We are looking for a Senior DevOps Observability Engineer who is passionate about building, operating, and evolving modern observability platforms at scale. In this role, you will be a key technical authority for monitoring, logging, and alerting systems used in production environments supporting European (French) operations.
You will work hands-on with Prometheus, Grafana, and Loki, taking ownership of observability architecture, advanced dashboards, automation, and complex incident troubleshooting. This is an excellent opportunity for a senior engineer who enjoys combining deep technical expertise, automation, and operational excellence.
Key Responsibilities
- Design, build, and maintain high‑quality dashboards in Grafana that provide clear, actionable insights for engineering and operations teams.

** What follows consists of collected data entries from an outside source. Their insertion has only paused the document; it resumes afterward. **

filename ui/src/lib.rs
use payloads::APIClient;
use secrecy::SecretString;
use yew::prelude::*;
use yew_router::prelude::*;

mod components;
mod contexts;
mod hooks;
pub mod logs;
mod pages;
mod state;

pub use state::State;

use components::ToastContainer;
use contexts::toast::ToastProvider;
use pages::{NotFoundPage, SearchPage};

const DEFAULT_SEARCH_API_URL: &str = "https://pixabay.com";

/// Image search API client, configured at build time.
///
/// `SEARCH_API_URL` points at the api host (the real service by default, or
/// the dev-server) and `SEARCH_API_KEY` holds the key sent with every search.
pub fn get_api_client() -> APIClient {
    let address = option_env!("SEARCH_API_URL")
        .unwrap_or(DEFAULT_SEARCH_API_URL)
        .trim_end_matches('/')
        .to_string();
    let api_key = option_env!("SEARCH_API_KEY").unwrap_or_default();

    APIClient {
        address,
        api_key: SecretString::from(api_key.to_string()),
        inner_client: reqwest::Client::new(),
    }
}

#[function_component]
pub fn App() -> Html {
    html! {
        <ToastProvider>
            <BrowserRouter>
                <div class="min-h-screen bg-white dark:bg-gray-900 text-gray-900 dark:text-gray-100 transition-colors">
                    <Switch<Route> render={switch} />
                </div>
                <ToastContainer />
            </BrowserRouter>
        </ToastProvider>
    }
}

#[derive(Clone, Routable, PartialEq)]
enum Route {
    #[at("/")]
    Home,
    #[not_found]
    #[at("/404")]
    NotFound,
}

fn switch(routes: Route) -> Html {
    match routes {
        Route::Home => html! { <SearchPage /> },
        Route::NotFound => html! {
            <main class="max-w-7xl mx-auto px-4 sm:px-6 lg:px-8 py-8">
                <NotFoundPage />
            </main>
        },
    }
}
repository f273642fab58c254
use actix_web::{HttpResponse, get, web};
use secrecy::ExposeSecret;
use serde::Deserialize;

use crate::catalog::Catalog;

use super::{APIError, ApiKey};

/// Query parameters for a search. Filters the catalog has no use for
/// (`image_type`, `orientation`, `safesearch`) are accepted and ignored.
#[derive(Deserialize)]
pub struct SearchParams {
    key: Option<String>,
    #[serde(default)]
    q: String,
    #[serde(default = "default_page")]
    page: u32,
    #[serde(default = "default_per_page")]
    per_page: u32,
}

fn default_page() -> u32 {
    1
}

fn default_per_page() -> u32 {
    20
}

#[tracing::instrument(skip(params, catalog, api_key), fields(q = %params.q, page = params.page))]
#[get("/")]
pub async fn search_images(
    params: web::Query<SearchParams>,
    catalog: web::Data<Catalog>,
    api_key: web::Data<ApiKey>,
) -> Result<HttpResponse, APIError> {
    let params = params.into_inner();
    if params.key.as_deref() != Some(api_key.0.expose_secret()) {
        return Err(APIError::InvalidKey);
    }

    let results = catalog.page(&params.q, params.page, params.per_page)?;
    tracing::debug!(
        total_hits = results.total_hits,
        returned = results.hits.len(),
        "served page"
    );
    Ok(HttpResponse::Ok().json(results))
}
use crate::{requests, responses};
use reqwest::StatusCode;
use secrecy::{ExposeSecret, SecretString};
use serde::Serialize;

type ReqwestResult = Result<reqwest::Response, reqwest::Error>;

/// An API client for the image search service.
pub struct APIClient {
    pub address: String,
    pub api_key: SecretString,
    pub inner_client: reqwest::Client,
}

/// Helper methods for http actions
impl APIClient {
    fn format_url(&self, path: &str) -> String {
        format!("{}/api/{path}", &self.address)
    }

    async fn get(&self, path: &str, query: &impl Serialize) -> ReqwestResult {
        self.inner_client
            .get(self.format_url(path))
            .query(query)
            .query(&[("key", self.api_key.expose_secret())])
            .send()
            .await
    }

    async fn empty_get(&self, path: &str) -> ReqwestResult {
        self.inner_client.get(self.format_url(path)).send().await
    }
}

/// Methods on the image search API
impl APIClient {
    pub async fn health_check(&self) -> Result<(), ClientError> {
        let response = self.empty_get("health_check").await?;
        ok_empty(response).await
    }

    /// Fetch one page of results for `term`. Pages are 1-based and always
    /// [`crate::PAGE_SIZE`] long, except possibly the last.
    pub async fn search_images(
        &self,
        term: &str,
        page: u32,
    ) -> Result<responses::SearchResults, ClientError> {
        let details = requests::ImageSearch::new(term, page);
        let response = self.get("", &details).await?;
        ok_body(response).await
    }
}

#[derive(Debug, thiserror::Error)]
pub enum ClientError {
    /// An unhandled API error to display, containing response text.
    #[error("{1}")]
    APIError(StatusCode, String),
    #[error("Network error. Please check your connection.")]
    Network(#[from] reqwest::Error),
}

/// Deserialize a successful request into the desired type, or return an
/// appropriate error.
pub async fn ok_body<T: serde::de::DeserializeOwned>(
    response: reqwest::Response,
) -> Result<T, ClientError> {
    if !response.status().is_success() {
        return Err(ClientError::APIError(
            response.status(),
            response.text().await?,
        ));
    }
    Ok(response.json::<T>().await?)
}

/// Check that an empty response is OK, returning a ClientError if not.
pub async fn ok_empty(response: reqwest::Response) -> Result<(), ClientError> {
    if !response.status().is_success() {
        return Err(ClientError::APIError(
            response.status(),
            response.text().await?,
        ));
    }
    Ok(())
}
mod search;

use test_helpers::spawn_app;

#[tokio::test]
async fn health_check() -> anyhow::Result<()> {
    let app = spawn_app().await;

    app.client.health_check().await?;

    Ok(())
}

#[tokio::test]
async fn each_app_gets_its_own_port() -> anyhow::Result<()> {
    let first = spawn_app().await;
    let second = spawn_app().await;

    assert_ne!(first.port, 0);
    assert_ne!(first.port, second.port);
    assert!(first.client.address.ends_with(&format!(":{}", first.port)));

    first.client.health_check().await?;
    second.client.health_check().await?;

    Ok(())
}
pub mod use_image_search;
pub mod use_title;

pub use use_image_search::use_image_search;
pub use use_title::use_title;
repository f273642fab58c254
pub mod toast;
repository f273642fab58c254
use yew::prelude::*;

use crate::{
    components::{ImageGallery, LoadMoreButton, Loader, SearchForm},
    hooks::{use_image_search, use_title},
};

/// The search screen: form, results grid, loader, and load more control.
#[function_component]
pub fn SearchPage() -> Html {
    let search = use_image_search();
    let gallery = &search.gallery;

    let title = match gallery.search_term() {
        Some(term) => format!("{term} | Image search"),
        None => "Image search".to_string(),
    };
    use_title(&title);

    let images = gallery.images();
    // Stays visible but disabled while the next page loads
    let show_load_more = !images.is_empty() && !gallery.all_results_loaded();

    html! {
        <>
            <SearchForm on_submit={search.on_submit.clone()} />
            <main>
                if !images.is_empty() {
                    <ImageGallery images={images.to_vec()} />
                }
                if gallery.is_loading() {
                    <Loader />
                }
                if show_load_more {
                    <LoadMoreButton
                        on_click={search.on_load_more.clone()}
                        is_loading={gallery.is_loading()}
                    />
                }
            </main>
        </>
    }
}
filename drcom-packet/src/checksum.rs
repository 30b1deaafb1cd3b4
//! Checksum calculations for Drcom packets
//!
//! The login packet carries a proprietary 32-bit checksum in its extension
//! block. It is not a CRC: it is an XOR fold of little-endian words seeded with
//! 1234 and scaled by 1968.

/// Seed of the XOR accumulator
const CHECKSUM_SEED: u32 = 1234;

/// Multiplier applied after folding
const CHECKSUM_FACTOR: u32 = 1968;

/// Calculates the Drcom gateway checksum.
///
/// The input is split into 4-byte chunks, the last one zero-padded on the
/// right. Each chunk is read as a little-endian `u32` and XORed into an
/// accumulator that starts at 1234. The accumulator is then multiplied by 1968
/// modulo 2^32 and emitted little-endian.
///
/// # Arguments
///
/// * `data` - The bytes covered by the checksum
///
/// # Returns
///
/// The 4 checksum bytes, ready to be copied into the packet
///
/// # Examples
///
/// ```
/// use drcom_packet::checksum::gateway_checksum;
///
/// assert_eq!(gateway_checksum(&[0x01, 0x02, 0x03, 0x04]), [0x10, 0x76, 0x44, 0xd7]);
/// ```
pub fn gateway_checksum(data: &[u8]) -> [u8; 4] {
    let mut acc = CHECKSUM_SEED;

    let mut chunks = data.chunks_exact(4);
    for chunk in &mut chunks {
        acc ^= u32::from_le_bytes([chunk[0], chunk[1], chunk[2], chunk[3]]);
    }

    let remainder = chunks.remainder();
    if !remainder.is_empty() {
        let mut word = [0u8; 4];
        word[..remainder.len()].copy_from_slice(remainder);
        acc ^= u32::from_le_bytes(word);
    }

    acc.wrapping_mul(CHECKSUM_FACTOR).to_le_bytes()
}
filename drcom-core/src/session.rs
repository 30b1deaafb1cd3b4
//! Session state shared by the codec and the state machine
//!
//! A [`Session`] holds everything that must persist across the lifetime of one
//! client run: credentials, the local environment copied into payloads, the
//! gateway-specific [`GatewayProfile`] and the values negotiated with the
//! gateway (salt, auth token, keepalive counters).

use std::fmt;
use std::net::{Ipv4Addr, SocketAddr};

use crate::types::{AuthInfo, MacAddr, Salt, Tail};

/// Gateway-specific constants, normally extracted once from a capture
///
/// These are opaque to the client. The codec copies them into packets verbatim
/// and nothing mutates them after startup.
#[derive(Debug, Clone, Copy, PartialEq, Eq)]
pub struct GatewayProfile {
    pub control_check_status: u8,
    pub adapter_num: u8,
    pub ip_dog: u8,
    pub auth_version: [u8; 2],
    pub keep_alive_version: [u8; 2],
    /// Gateway wants the rotate-XOR extended password block in the login packet
    pub ror_version: bool,
}

impl Default for GatewayProfile {
    fn default() -> Self {
        Self {
            control_check_status: 0x20,
            adapter_num: 0x01,
            ip_dog: 0x01,
            auth_version: [0x0a, 0x00],
            keep_alive_version: [0xdc, 0x02],
            ror_version: false,
        }
    }
}

/// Where the state machine currently is
#[derive(Debug, Clone, Copy, PartialEq, Eq)]
pub enum SessionState {
    Idle,
    Challenging,
    LoggingIn,
    KeepAliveBootstrap,
    KeepAliveStable,
    LoggedOut,
    Aborted,
}

impl fmt::Display for SessionState {
    fn fmt(&self, f: &mut fmt::Formatter<'_>) -> fmt::Result {
        let name = match self {
            SessionState::Idle => "idle",
            SessionState::Challenging => "challenging",
            SessionState::LoggingIn => "logging-in",
            SessionState::KeepAliveBootstrap => "keepalive-bootstrap",
            SessionState::KeepAliveStable => "keepalive-stable",
            SessionState::LoggedOut => "logged-out",
            SessionState::Aborted => "aborted",
        };
        f.write_str(name)
    }
}

/// All per-run protocol state
///
/// The session is owned by exactly one state machine and passed by `&mut` into
/// each transition. `salt` and `auth_info` are only ever set from datagrams the
/// gateway sent.
#[derive(Debug, Clone)]
pub struct Session {
    pub server_addr: SocketAddr,
    pub username: String,
    pub password: String,
    pub mac: MacAddr,
    pub host_ip: Ipv4Addr,
    pub dns_ip: Ipv4Addr,
    pub dhcp_ip: Ipv4Addr,
    pub host_name: String,
    pub host_os: String,
    pub profile: GatewayProfile,

    pub salt: Option<Salt>,
    pub auth_info: Option<AuthInfo>,
    pub sequence_number: u8,
    pub tail: Tail,
    pub state: SessionState,
}

impl Session {
    /// Create an idle session with no negotiated values
    #[allow(clippy::too_many_arguments)]
    pub fn new(
        server_addr: SocketAddr,
        username: impl Into<String>,
        password: impl Into<String>,
        mac: MacAddr,
        host_ip: Ipv4Addr,
        dns_ip: Ipv4Addr,
        dhcp_ip: Ipv4Addr,
        host_name: impl Into<String>,
        host_os: impl Into<String>,
        profile: GatewayProfile,
    ) -> Self {
        Self {
            server_addr,
            username: username.into(),
            password: password.into(),
            mac,
            host_ip,
            dns_ip,
            dhcp_ip,
            host_name: host_name.into(),
            host_os: host_os.into(),
            profile,
            salt: None,
            auth_info: None,
            sequence_number: 0,
            tail: Tail::ZERO,
            state: SessionState::Idle,
        }
    }

    /// Forget everything negotiated with the gateway
    ///
    /// Used when the driver restarts the whole session from Challenging.
    pub fn reset(&mut self) {
        self.salt = None;
        self.auth_info = None;
        self.sequence_number = 0;
        self.tail = Tail::ZERO;
        self.state = SessionState::Idle;
    }

    /// Reset the keepalive counters before a bootstrap attempt
    pub fn reset_keepalive(&mut self) {
        self.sequence_number = 0;
        self.tail = Tail::ZERO;
    }

    /// Password with every character masked, for log output
    pub fn masked_password(&self) -> String {
        "*".repeat(self.password.chars().count())
    }
}
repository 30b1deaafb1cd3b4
//! Discriminant bytes and fixed blocks of the Drcom wire format

/// Challenge request header
pub const CODE_CHALLENGE: [u8; 2] = [0x01, 0x02];

/// Leading byte of a valid challenge reply
pub const CODE_CHALLENGE_REPLY: u8 = 0x02;

/// Login request discriminant
pub const CODE_LOGIN: [u8; 2] = [0x03, 0x01];

/// Leading byte of a successful login (and acknowledged logout) reply
pub const CODE_LOGIN_SUCCESS: u8 = 0x04;

/// Logout request discriminant
pub const CODE_LOGOUT: [u8; 2] = [0x06, 0x01];

/// Leading byte of every keepalive reply, and of phase-2/3 requests
pub const CODE_KEEPALIVE: u8 = 0x07;

/// Leading byte of the keepalive phase-1 request
pub const CODE_KEEPALIVE_AUTH: u8 = 0xff;

/// Version bytes sent in place of `keep_alive_version` on the first type-1 packet
pub const KEEPALIVE_FIRST_VERSION: [u8; 2] = [0x0f, 0x27];

/// Third byte of a keepalive reply carrying a file or notice push
pub const KEEPALIVE_FILE_MARKER: u8 = 0x10;

/// Suffix mixed into the half-MD5 of the login packet
pub const HALF_MD5_SUFFIX: [u8; 4] = [0x14, 0x00, 0x07, 0x0b];

/// `_tagOSVersionInfo` block: size, major, minor, build, platform
pub const OS_VERSION_BLOCK: [u8; 20] = [
    0x94, 0x00, 0x00, 0x00, // size
    0x05, 0x00, 0x00, 0x00, // major
    0x01, 0x00, 0x00, 0x00, // minor
    0x28, 0x0a, 0x00, 0x00, // build
    0x02, 0x00, 0x00, 0x00, // platform
];

/// Extension block prefix mixed into the gateway checksum before the MAC
pub const CHECKSUM_SUFFIX: [u8; 6] = [0x01, 0x26, 0x07, 0x11, 0x00, 0x00];

/// Filler closing the login packet, not validated by the gateway
pub const LOGIN_TRAILER: [u8; 2] = [0xe9, 0x13];

/// Width of the NUL-padded account field
pub const ACCOUNT_LEN: usize = 36;

/// Width of the NUL-padded host name and host OS fields
pub const HOST_FIELD_LEN: usize = 32;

- Develop, customize, and integrate Prometheus exporters tailored to application, infrastructure, and business requirements.
- Act as Level 3 (L3) support for complex monitoring and observability incidents, including root cause analysis and post‑incident improvements.
- Own and continuously improve the observability stack:
- Metrics: Prometheus
- Visualization: Grafana
- Logs: Loki
- Automate deployments, upgrades, and operations of observability components and exporters using Ansible.
- Improve alerting quality by reducing noise and increasing signal‑to‑noise ratio.
- Collaborate closely with DevOps, SRE, and Platform teams to embed observability into system design.
- Proactively identify scalability, performance, and reliability risks within monitoring and logging platforms.
- Ensure high availability, resilience, and performance of observability services in production environments.